Para ajustar un modelo de supervivencia, necesitamos cargar el paquete survival (Therneau 1999) y utilizar la función survereg() de este paquete. Sus argumentos son similares a los utilizados por la función lm(), con la única diferencia de que el método anterior utiliza límites de intervalo como la variable dependiente, sin necesidad de imputación. Argumentamos que esto respeta mucho más la forma en que se recopilaron los datos.
library(survival)mod.surv <-survreg(Surv(L, U, type ="interval2") ~ Herbicide, dist ="gaussian", data = BBsurvey)means.surv <-emmeans(mod.surv, ~ Herbicide) cld(means.surv, Letters = LETTERS, sort = F)
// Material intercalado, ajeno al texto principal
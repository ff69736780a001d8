use std::path::{Path, PathBuf};

use anyhow::{Context, Result};
use serde::Deserialize;

/// Optional config file looked up in the working directory.
pub const CONFIG_FILE: &str = "railway-dashboard.json";

/// Startup settings. Every field has a default, so the config file only
/// needs the keys it wants to change.
#[derive(Debug, Clone, PartialEq, Deserialize)]
#[serde(default, deny_unknown_fields)]
pub struct DashboardConfig {
    /// Ticket sales CSV.
    pub data_path: PathBuf,
    /// Initial state of the map's "Show points" toggle.
    pub show_points: bool,
    /// Initial state of the map's "Show routes" toggle.
    pub show_routes: bool,
    /// Maximum number of rows drawn in the record table.
    pub table_rows: usize,
}

impl Default for DashboardConfig {
    fn default() -> Self {
        Self {
            data_path: PathBuf::from("railway.csv"),
            show_points: true,
            show_routes: true,
            table_rows: 500,
        }
    }
}

impl DashboardConfig {
    /// Read `path` if it exists, otherwise fall back to defaults.
    pub fn load(path: &Path) -> Result<Self> {
        if !path.exists() {
            log::debug!("No config at {}, using defaults", path.display());
            return Ok(Self::default());
        }
        let text = std::fs::read_to_string(path)
            .with_context(|| format!("reading config {}", path.display()))?;
        let config = Self::from_json(&text)
            .with_context(|| format!("parsing config {}", path.display()))?;
        log::info!("Loaded config from {}", path.display());
        Ok(config)
    }

    pub fn from_json(text: &str) -> Result<Self> {
        Ok(serde_json::from_str(text)?)
    }
}

#[cfg(test)]
mod tests {
    use super::*;

    #[test]
    fn partial_file_keeps_defaults() {
        let cfg = DashboardConfig::from_json(r#"{ "data_path": "data/tickets.csv", "show_routes": false }"#)
            .unwrap();
        assert_eq!(cfg.data_path, PathBuf::from("data/tickets.csv"));
        assert!(!cfg.show_routes);
        assert!(cfg.show_points);
        assert_eq!(cfg.table_rows, 500);
    }

    #[test]
    fn unknown_keys_are_rejected() {
        assert!(DashboardConfig::from_json(r#"{ "map_style": "Dark" }"#).is_err());
    }

    #[test]
    fn missing_file_means_defaults() {
        let cfg = DashboardConfig::load(Path::new("no/such/railway-dashboard.json")).unwrap();
        assert_eq!(cfg, DashboardConfig::default());
    }
}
Herbicide emmean SE df lower.CL upper.CL .group
A 6.76 3.68 26 -0.818 14.33 AB
B 6.76 3.68 26 -0.818 14.33 AB
C 5.90 3.63 26 -1.561 13.37 A
D 5.90 3.63 26 -1.561 13.37 A
E 1.27 3.25 26 -5.417 7.96 A
F 25.02 4.01 26 16.783 33.26 B
G 6.76 3.68 26 -0.818 14.33 AB
H 5.90 3.63 26 -1.561 13.37 A
I 57.34 3.77 26 49.581 65.09 C
Confidence level used: 0.95
P value adjustment: tukey method for comparing a family of 9 estimates
significance level used: alpha = 0.05
NOTE: If two or more means share the same grouping symbol,
then we cannot show them to be different.
But we also did not show them to be the same.
Como señalamos en el artículo principal (Onofri et al. 2019), el análisis de supervivencia estima medias con una mayor precisión que el ANOVA tradicional.